- _YOUR GOAL_
Set all of the entries down again precisely as they are written.

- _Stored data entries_
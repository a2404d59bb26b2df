use anchor_lang::prelude::*;
use anchor_spl::token_interface::TokenAccount;

use crate::constants::*;
use crate::state::{Lottery, TokenPool};

/// Read-only access to the global parameters. Open to any caller.
#[derive(Accounts)]
pub struct LotteryView<'info> {
    #[account(
        seeds = [LOTTERY_SEED],
        bump = lottery.bump,
    )]
    pub lottery: Box<Account<'info, Lottery>>,
}

/// Read-only access to one mint's pool. Open to any caller.
///
/// The pool and vault may not exist yet; unknown mints read as unsupported.
#[derive(Accounts)]
pub struct PoolView<'info> {
    /// CHECK: only used to derive the pool address.
    pub mint: UncheckedAccount<'info>,

    /// CHECK: address checked by seeds, data decoded in the handler.
    #[account(
        seeds = [TOKEN_POOL_SEED, mint.key().as_ref()],
        bump,
    )]
    pub token_pool: UncheckedAccount<'info>,

    /// CHECK: address checked by seeds, data decoded in the handler.
    #[account(
        seeds = [VAULT_SEED, mint.key().as_ref()],
        bump,
    )]
    pub vault: UncheckedAccount<'info>,
}

/// Token amount held by a vault, zero when the vault was never created.
pub(crate) fn vault_balance(vault: &AccountInfo) -> Result<u64> {
    if vault.data_is_empty() {
        return Ok(0);
    }
    let data = vault.try_borrow_data()?;
    let token_account = TokenAccount::try_deserialize(&mut &data[..])?;
    Ok(token_account.amount)
}

pub fn process_get_owner(ctx: Context<LotteryView>) -> Result<Pubkey> {
    Ok(ctx.accounts.lottery.owner)
}

pub fn process_get_owner_rate(ctx: Context<LotteryView>) -> Result<u8> {
    Ok(ctx.accounts.lottery.owner_rate)
}

pub fn process_get_winners_count(ctx: Context<LotteryView>) -> Result<u8> {
    Ok(ctx.accounts.lottery.winners_count)
}

pub fn process_get_supported_tokens(ctx: Context<LotteryView>) -> Result<Vec<Pubkey>> {
    Ok(ctx.accounts.lottery.supported_tokens.clone())
}

pub fn process_is_token_supported(ctx: Context<PoolView>) -> Result<bool> {
    Ok(TokenPool::load(&ctx.accounts.token_pool)?.map_or(false, |token_pool| token_pool.supported))
}

pub fn process_get_ticket_price(ctx: Context<PoolView>) -> Result<u64> {
    TokenPool::load_supported(&ctx.accounts.token_pool)?.current_ticket_price()
}

pub fn process_get_participants_count(ctx: Context<PoolView>) -> Result<u32> {
    let token_pool = TokenPool::load_supported(&ctx.accounts.token_pool)?;
    Ok(token_pool.entries.len() as u32)
}

/// One page of the ticket ledger. Return data holds at most
/// `MAX_RETURN_PUBKEYS` keys; larger `limit`s are clamped. Clients wanting
/// the whole ledger at once read the `TokenPool` account directly.
pub fn process_get_participants(
    ctx: Context<PoolView>,
    offset: u32,
    limit: u32,
) -> Result<Vec<Pubkey>> {
    let token_pool = TokenPool::load_supported(&ctx.accounts.token_pool)?;
    Ok(token_pool.participants_page(offset, limit))
}

pub fn process_get_winners(ctx: Context<PoolView>) -> Result<Vec<Pubkey>> {
    Ok(TokenPool::load_supported(&ctx.accounts.token_pool)?.winners)
}

/// Balance held by the vault, zero when the mint was never supported.
pub fn process_get_pool_balance(ctx: Context<PoolView>) -> Result<u64> {
    vault_balance(&ctx.accounts.vault)
}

- _RESULT OF THE TASK_
repository a2404d59bb26b2df
use anchor_lang::prelude::*;
use anchor_spl::token_interface::TokenAccount;

use crate::constants::*;
use crate::state::{Lottery, TokenPool};

/// Read-only access to the global parameters. Open to any caller.
#[derive(Accounts)]
pub struct LotteryView<'info> {
    #[account(
        seeds = [LOTTERY_SEED],
        bump = lottery.bump,
    )]
    pub lottery: Box<Account<'info, Lottery>>,
}

/// Read-only access to one mint's pool. Open to any caller.
///
/// The pool and vault may not exist yet; unknown mints read as unsupported.
#[derive(Accounts)]
pub struct PoolView<'info> {
    /// CHECK: only used to derive the pool address.
    pub mint: UncheckedAccount<'info>,

    /// CHECK: address checked by seeds, data decoded in the handler.
    #[account(
        seeds = [TOKEN_POOL_SEED, mint.key().as_ref()],
        bump,
    )]
    pub token_pool: UncheckedAccount<'info>,

    /// CHECK: address checked by seeds, data decoded in the handler.
    #[account(
        seeds = [VAULT_SEED, mint.key().as_ref()],
        bump,
    )]
    pub vault: UncheckedAccount<'info>,
}

/// Token amount held by a vault, zero when the vault was never created.
pub(crate) fn vault_balance(vault: &AccountInfo) -> Result<u64> {
    if vault.data_is_empty() {
        return Ok(0);
    }
    let data = vault.try_borrow_data()?;
    let token_account = TokenAccount::try_deserialize(&mut &data[..])?;
    Ok(token_account.amount)
}

pub fn process_get_owner(ctx: Context<LotteryView>) -> Result<Pubkey> {
    Ok(ctx.accounts.lottery.owner)
}

pub fn process_get_owner_rate(ctx: Context<LotteryView>) -> Result<u8> {
    Ok(ctx.accounts.lottery.owner_rate)
}

pub fn process_get_winners_count(ctx: Context<LotteryView>) -> Result<u8> {
    Ok(ctx.accounts.lottery.winners_count)
}

pub fn process_get_supported_tokens(ctx: Context<LotteryView>) -> Result<Vec<Pubkey>> {
    Ok(ctx.accounts.lottery.supported_tokens.clone())
}

pub fn process_is_token_supported(ctx: Context<PoolView>) -> Result<bool> {
    Ok(TokenPool::load(&ctx.accounts.token_pool)?.map_or(false, |token_pool| token_pool.supported))
}

pub fn process_get_ticket_price(ctx: Context<PoolView>) -> Result<u64> {
    TokenPool::load_supported(&ctx.accounts.token_pool)?.current_ticket_price()
}

pub fn process_get_participants_count(ctx: Context<PoolView>) -> Result<u32> {
    let token_pool = TokenPool::load_supported(&ctx.accounts.token_pool)?;
    Ok(token_pool.entries.len() as u32)
}

/// One page of the ticket ledger. Return data holds at most
/// `MAX_RETURN_PUBKEYS` keys; larger `limit`s are clamped. Clients wanting
/// the whole ledger at once read the `TokenPool` account directly.
pub fn process_get_participants(
    ctx: Context<PoolView>,
    offset: u32,
    limit: u32,
) -> Result<Vec<Pubkey>> {
    let token_pool = TokenPool::load_supported(&ctx.accounts.token_pool)?;
    Ok(token_pool.participants_page(offset, limit))
}

pub fn process_get_winners(ctx: Context<PoolView>) -> Result<Vec<Pubkey>> {
    Ok(TokenPool::load_supported(&ctx.accounts.token_pool)?.winners)
}

/// Balance held by the vault, zero when the mint was never supported.
pub fn process_get_pool_balance(ctx: Context<PoolView>) -> Result<u64> {
    vault_balance(&ctx.accounts.vault)
}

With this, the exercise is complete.